I was selected to sit on the “Mesa de Escrutadores” (Table of Vote-Counters), a group of ten pastors and officials that separated and counted each round of votes. I snapped the picture in the middle of the process. Serving as the head of the table was our national secretary, Samuel Vázquez, who is also the son of the senior pastor of our home church. In a fairly tranquil process that lasted only through one morning, we saw all of our current officers re-elected with little to no competition.
While it was good to see our current leadership back in office, it was a bittersweet taste that the council left in my mouth. On the last day, after Silverio Blanco, the director of the Bible Institute, issued a challenging message on the continued need for evangelism in the Yucatan and beyond, an initiative from the District Evangelism Department was struck down. The motion would have appropriated resources to gather information from each municipality in the state, presenting the reality of Silverio’s message and giving the information necessary to strategically target the areas of need. Unfortunately, because it also suggested the investigation of other parts of Mexico, Latin America and the world, perhaps as a comparison, the pastors voted the measure down. Without this initiative, our district may be condemned to fighting blind, seeking to make progress, without touching the real needs.

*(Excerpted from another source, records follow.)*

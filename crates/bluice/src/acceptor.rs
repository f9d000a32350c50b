// SPDX-License-Identifier: Apache-2.0 OR MIT
// Copyright (c) 2025-2026 naskel.com

//! Listener for inbound DHS hardware peers.
//!
//! ```text
//!   acceptor                                     peer
//!     | -- stoc_send_client_type (legacy) ---->   |
//!     | <- htos_client_is_hardware <name> [proto] |
//!     |    attach to the DhsClient named <name>   |
//!     | -- stoh_register_<kind> ... (framed) --> |
//! ```
//!
//! A failed handshake closes that socket and the loop keeps listening.

use std::io;
use std::net::{SocketAddr, TcpListener, TcpStream};
use std::sync::atomic::{AtomicBool, Ordering};
use std::sync::Arc;
use std::thread::{self, JoinHandle};
use std::time::{Duration, Instant};

use crossbeam::channel::{bounded, Receiver, RecvTimeoutError};

use crate::config::{AcceptorConfig, ConfigError};
use crate::dhs::DhsClient;
use crate::error::{Error, Result};
use crate::protocol::{self, ProtocolVersion, Tokens, LEGACY_FRAME_SIZE};
use crate::transport::DeadlineReader;

/// Accept poll interval while idle.
const ACCEPT_POLL: Duration = Duration::from_millis(50);

/// Client type a hardware peer announces.
pub const HARDWARE_CLIENT_TYPE: &str = "htos_client_is_hardware";

/// Accepts hardware peers and routes each to its [`DhsClient`].
pub struct DhsAcceptor {
    listener: TcpListener,
    peers: Vec<Arc<DhsClient>>,
    handshake_timeout: Duration,
    shutdown: Arc<AtomicBool>,
}

impl DhsAcceptor {
    pub fn bind(config: &AcceptorConfig, peers: Vec<Arc<DhsClient>>) -> Result<Self> {
        config.validate()?;
        let handshake_timeout = config.handshake_timeout()?;
        if Instant::now().checked_add(handshake_timeout).is_none() {
            return Err(ConfigError::InvalidValue(format!(
                "handshake_timeout_secs = {} is too large",
                config.handshake_timeout_secs
            ))
            .into());
        }
        let addr = SocketAddr::new(config.bind_address, config.port);
        let listener = TcpListener::bind(addr).map_err(|e| {
            Error::NetworkIo(format!("Cannot listen for DHS peers on {}: {}", addr, e))
        })?;
        listener.set_nonblocking(true)?;
        log::info!(
            "[acceptor] listening on {} for {} peer(s)",
            listener.local_addr()?,
            peers.len()
        );

        Ok(Self {
            listener,
            peers,
            handshake_timeout,
            shutdown: Arc::new(AtomicBool::new(false)),
        })
    }

    pub fn local_addr(&self) -> Result<SocketAddr> {
        Ok(self.listener.local_addr()?)
    }

    pub fn peers(&self) -> &[Arc<DhsClient>] {
        &self.peers
    }

    /// Flag that stops [`run`](Self::run) once set.
    pub fn shutdown_flag(&self) -> Arc<AtomicBool> {
        Arc::clone(&self.shutdown)
    }

    pub fn shutdown(&self) {
        self.shutdown.store(true, Ordering::SeqCst);
    }

    /// Accept peers on the calling thread until shut down.
    pub fn run(&self) {
        while !self.shutdown.load(Ordering::SeqCst) {
            match self.listener.accept() {
                Ok((stream, addr)) => {
                    if let Err(e) = self.handle_inbound(stream, addr) {
                        log::warn!("[acceptor] rejected peer {}: {}", addr, e);
                    }
                }
                Err(e) if e.kind() == io::ErrorKind::WouldBlock => thread::sleep(ACCEPT_POLL),
                Err(e) if e.kind() == io::ErrorKind::Interrupted => {}
                Err(e) => {
                    log::error!("[acceptor] accept failed: {}", e);
                    thread::sleep(ACCEPT_POLL);
                }
            }
        }
        log::info!("[acceptor] stopped");
    }

    /// Run the accept loop on its own thread.
    pub fn spawn(self) -> Result<AcceptorHandle> {
        let shutdown = self.shutdown_flag();
        let (done_tx, done) = bounded::<()>(1);
        let thread = thread::Builder::new()
            .name("bluice-dhs-acceptor".to_string())
            .spawn(move || {
                self.run();
                let _ = done_tx.send(());
            })
            .map_err(|e| Error::FunctionFailed(format!("cannot spawn acceptor thread: {}", e)))?;

        Ok(AcceptorHandle {
            shutdown,
            done,
            thread: Some(thread),
        })
    }

    fn handle_inbound(&self, mut stream: TcpStream, addr: SocketAddr) -> Result<()> {
        let peer = addr.to_string();
        stream.set_nonblocking(false)?;
        stream.set_write_timeout(Some(self.handshake_timeout))?;

        // The whole exchange shares one deadline.
        let started = Instant::now();
        let deadline = started + self.handshake_timeout;
        protocol::write_legacy(&mut stream, "stoc_send_client_type", LEGACY_FRAME_SIZE)?;
        let reply = protocol::read_legacy(
            &mut DeadlineReader::new(&stream, deadline),
            LEGACY_FRAME_SIZE,
        )
        .map_err(|e| Error::from_io(e, &peer))?;
        stream.set_read_timeout(None)?;
        stream.set_write_timeout(None)?;

        let (name, version) = parse_client_type(&reply)?;
        let client = self
            .peers
            .iter()
            .find(|c| c.name() == name)
            .ok_or_else(|| {
                Error::PermissionDenied(format!(
                    "DHS '{}' from {} is not in the roster",
                    name, addr
                ))
            })?;

        log::info!("[acceptor] {} identified as DHS '{}'", addr, name);
        client.attach(stream, version)
    }
}

impl std::fmt::Debug for DhsAcceptor {
    fn fmt(&self, f: &mut std::fmt::Formatter<'_>) -> std::fmt::Result {
        f.debug_struct("DhsAcceptor")
            .field("local_addr", &self.listener.local_addr().ok())
            .field("peers", &self.peers.len())
            .finish()
    }
}

/// `htos_client_is_hardware <name> [protocol]`. A missing protocol means framed.
pub fn parse_client_type(reply: &str) -> Result<(String, ProtocolVersion)> {
    let mut t = Tokens::new(reply);
    let client_type = t.required("client type")?;
    if client_type != HARDWARE_CLIENT_TYPE {
        return Err(Error::Unparseable(format!(
            "expected '{}' from hardware peer, got '{}'",
            HARDWARE_CLIENT_TYPE, reply
        )));
    }
    let name = t.required("DHS name")?.to_string();
    let version = match t.next_token() {
        Some(n) => ProtocolVersion::from_number(n.parse().map_err(|_| {
            Error::Unparseable(format!("bad protocol number '{}' in '{}'", n, reply))
        })?),
        None => ProtocolVersion::Framed,
    };
    Ok((name, version))
}

/// Running accept thread.
pub struct AcceptorHandle {
    shutdown: Arc<AtomicBool>,
    done: Receiver<()>,
    thread: Option<JoinHandle<()>>,
}

impl AcceptorHandle {
    /// Stop accepting and wait up to `timeout` for the thread.
    pub fn shutdown(mut self, timeout: Duration) -> Result<()> {
        self.shutdown.store(true, Ordering::SeqCst);
        let Some(thread) = self.thread.take() else {
            return Ok(());
        };
        match self.done.recv_timeout(timeout) {
            Ok(()) | Err(RecvTimeoutError::Disconnected) => {
                if thread.join().is_err() {
                    log::error!("[acceptor] thread panicked");
                }
                Ok(())
            }
            Err(RecvTimeoutError::Timeout) => Err(Error::TimedOut(format!(
                "Timed out after {:.1} seconds waiting for the DHS acceptor to stop.",
                timeout.as_secs_f64()
            ))),
        }
    }
}

impl Drop for AcceptorHandle {
    fn drop(&mut self) {
        self.shutdown.store(true, Ordering::SeqCst);
    }
}

#[cfg(test)]
mod tests {
    use super::*;

    #[test]
    fn test_parse_client_type() {
        let (name, version) = parse_client_type("htos_client_is_hardware robot 2").unwrap();
        assert_eq!(name, "robot");
        assert_eq!(version, ProtocolVersion::Framed);

        let (_, version) = parse_client_type("htos_client_is_hardware robot 1").unwrap();
        assert_eq!(version, ProtocolVersion::Legacy);

        let (_, version) = parse_client_type("htos_client_is_hardware robot").unwrap();
        assert_eq!(version, ProtocolVersion::Framed);
    }

    #[test]
    fn test_parse_client_type_rejects() {
        assert!(parse_client_type("htos_client_is_gui u s h :0").is_err());
        assert!(parse_client_type("htos_client_is_hardware").is_err());
        assert!(parse_client_type("htos_client_is_hardware robot two").is_err());
    }

    #[test]
    fn test_bind_ephemeral() {
        let config = AcceptorConfig {
            bind_address: "127.0.0.1".parse().unwrap(),
            port: 0,
            ..Default::default()
        };
        let acceptor = DhsAcceptor::bind(&config, Vec::new()).unwrap();
        assert_ne!(acceptor.local_addr().unwrap().port(), 0);

        let handle = acceptor.spawn().unwrap();
        handle.shutdown(Duration::from_secs(5)).unwrap();
    }
}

I think the failure of this motion reflects the failure that we often see in our lives and ministries. Congruence, the correspondence of our thought, speech, and action, is so very difficult to achieve. We say we desire the advance of the kingdom, but we fail to appropriate the time, effort, and resources to go about doing it. We say we want the lost to come to know Jesus, but so often we loose contact with them in our daily lives. We say we desire God’s power, but our prayer lives, weak or perhaps even non-existent, tell a different story.
God help our district, and each one of us in turn, to prioritize your plans, to be the people the you have called us to be, and to truly take an interest in the Great Commission–to go in your power and make disciples of all men.